Filter these records by the string "bool", copying each line that holds it.

Start of SOURCE INFORMATION

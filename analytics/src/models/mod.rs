//! Domain models shared by every pipeline stage.
//!
//! - [`RawRecord`] - one ledger row exactly as read from the file
//! - [`Transaction`] - a cleaned, typed ledger row
//! - [`DerivedTransaction`] - a transaction plus its derived features
//! - [`DropReport`] - per-reason counts of rows rejected by the cleaner
//!
//! Aggregated tables live next to the stage that produces them
//! (see [`crate::analysis`]).

use chrono::{Datelike, NaiveDate, NaiveDateTime};
use serde::{Deserialize, Serialize};

use crate::error::DataQualityWarning;

/// Columns every ledger file must carry.
pub const REQUIRED_COLUMNS: [&str; 6] = [
    "account_id",
    "txn_time",
    "amount",
    "txn_type",
    "description",
    "city",
];

/// Region assigned to cities missing from the lookup table.
pub const UNKNOWN_REGION: &str = "Unknown";

// =============================================================================
// Raw Record
// =============================================================================

/// A ledger row before any coercion. Every field is the untouched cell text.
#[derive(Debug, Clone, Default, PartialEq, Eq, Serialize, Deserialize)]
pub struct RawRecord {
    pub account_id: String,
    pub txn_time: String,
    pub amount: String,
    pub txn_type: String,
    pub description: String,
    pub city: String,
}

// =============================================================================
// Transaction
// =============================================================================

/// A cleaned ledger entry.
#[derive(Debug, Clone, PartialEq, Serialize, Deserialize)]
pub struct Transaction {
    pub account_id: String,
    pub txn_time: NaiveDateTime,
    /// Always finite and non-negative.
    pub amount: f64,
    pub txn_type: String,
    pub description: String,
    pub city: String,
}

// =============================================================================
// Derived Transaction
// =============================================================================

/// A transaction enriched with calendar and classification features.
#[derive(Debug, Clone, PartialEq, Serialize)]
pub struct DerivedTransaction {
    #[serde(flatten)]
    pub txn: Transaction,
    /// Hour of day, 0..=23.
    pub hour: u32,
    /// First day of the transaction's month.
    pub month: NaiveDate,
    /// Day of week, Monday = 0 .. Sunday = 6.
    pub weekday: u32,
    pub weekday_name: String,
    pub is_weekend: bool,
    pub is_night: bool,
    pub is_high_value: bool,
    pub region: String,
}

impl DerivedTransaction {
    pub fn account_id(&self) -> &str {
        &self.txn.account_id
    }

    pub fn amount(&self) -> f64 {
        self.txn.amount
    }
}

// =============================================================================
// Drop Report
// =============================================================================

/// How many rows the cleaner rejected, and why.
#[derive(Debug, Clone, Default, PartialEq, Eq, Serialize)]
pub struct DropReport {
    pub input_rows: usize,
    pub kept_rows: usize,
    pub missing_account: usize,
    pub bad_timestamp: usize,
    pub missing_amount: usize,
    pub invalid_amount: usize,
    pub negative_amount: usize,
    pub duplicate: usize,
}

impl DropReport {
    pub fn record(&mut self, warning: DataQualityWarning) {
        *self.counter_mut(warning) += 1;
    }

    pub fn count(&self, warning: DataQualityWarning) -> usize {
        match warning {
            DataQualityWarning::MissingAccount => self.missing_account,
            DataQualityWarning::BadTimestamp => self.bad_timestamp,
            DataQualityWarning::MissingAmount => self.missing_amount,
            DataQualityWarning::InvalidAmount => self.invalid_amount,
            DataQualityWarning::NegativeAmount => self.negative_amount,
            DataQualityWarning::Duplicate => self.duplicate,
        }
    }

    /// Total rows dropped for any reason.
    pub fn dropped(&self) -> usize {
        self.missing_account
            + self.bad_timestamp
            + self.missing_amount
            + self.invalid_amount
            + self.negative_amount
            + self.duplicate
    }

    /// Non-zero counters, in a stable order.
    pub fn reasons(&self) -> Vec<(DataQualityWarning, usize)> {
        [
            DataQualityWarning::MissingAccount,
            DataQualityWarning::BadTimestamp,
            DataQualityWarning::MissingAmount,
            DataQualityWarning::InvalidAmount,
            DataQualityWarning::NegativeAmount,
            DataQualityWarning::Duplicate,
        ]
        .into_iter()
        .map(|w| (w, self.count(w)))
        .filter(|(_, n)| *n > 0)
        .collect()
    }

    fn counter_mut(&mut self, warning: DataQualityWarning) -> &mut usize {
        match warning {
            DataQualityWarning::MissingAccount => &mut self.missing_account,
            DataQualityWarning::BadTimestamp => &mut self.bad_timestamp,
            DataQualityWarning::MissingAmount => &mut self.missing_amount,
            DataQualityWarning::InvalidAmount => &mut self.invalid_amount,
            DataQualityWarning::NegativeAmount => &mut self.negative_amount,
            DataQualityWarning::Duplicate => &mut self.duplicate,
        }
    }
}

// =============================================================================
// Month helpers
// =============================================================================

/// First day of the month containing `date`.
pub fn month_start(date: NaiveDate) -> NaiveDate {
    date.with_day(1).unwrap_or(date)
}

/// Whole calendar months from `from` to `to` (negative if `to` is earlier).
pub fn months_between(from: NaiveDate, to: NaiveDate) -> i32 {
    (to.year() - from.year()) * 12 + to.month() as i32 - from.month() as i32
}

/// `YYYY-MM` label used in every exported table.
pub fn month_label(month: NaiveDate) -> String {
    month.format("%Y-%m").to_string()
}

// =============================================================================
// Tests
// =============================================================================

#[cfg(test)]
mod tests {
    use super::*;

    #[test]
    fn test_drop_report_counts() {
        let mut report = DropReport::default();
        report.record(DataQualityWarning::Duplicate);
        report.record(DataQualityWarning::Duplicate);
        report.record(DataQualityWarning::NegativeAmount);

        assert_eq!(report.count(DataQualityWarning::Duplicate), 2);
        assert_eq!(report.dropped(), 3);
        assert_eq!(
            report.reasons(),
            vec![
                (DataQualityWarning::NegativeAmount, 1),
                (DataQualityWarning::Duplicate, 2),
            ]
        );
    }

    #[test]
    fn test_month_helpers() {
        let d = NaiveDate::from_ymd_opt(2023, 3, 17).unwrap();
        assert_eq!(month_start(d), NaiveDate::from_ymd_opt(2023, 3, 1).unwrap());
        assert_eq!(month_label(d), "2023-03");

        let nov = NaiveDate::from_ymd_opt(2022, 11, 1).unwrap();
        assert_eq!(months_between(nov, month_start(d)), 4);
        assert_eq!(months_between(month_start(d), nov), -4);
    }
}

End of SOURCE INFORMATION

ANSWER TO THIS PROBLEM -
    pub is_weekend: bool,
    pub is_night: bool,
    pub is_high_value: bool,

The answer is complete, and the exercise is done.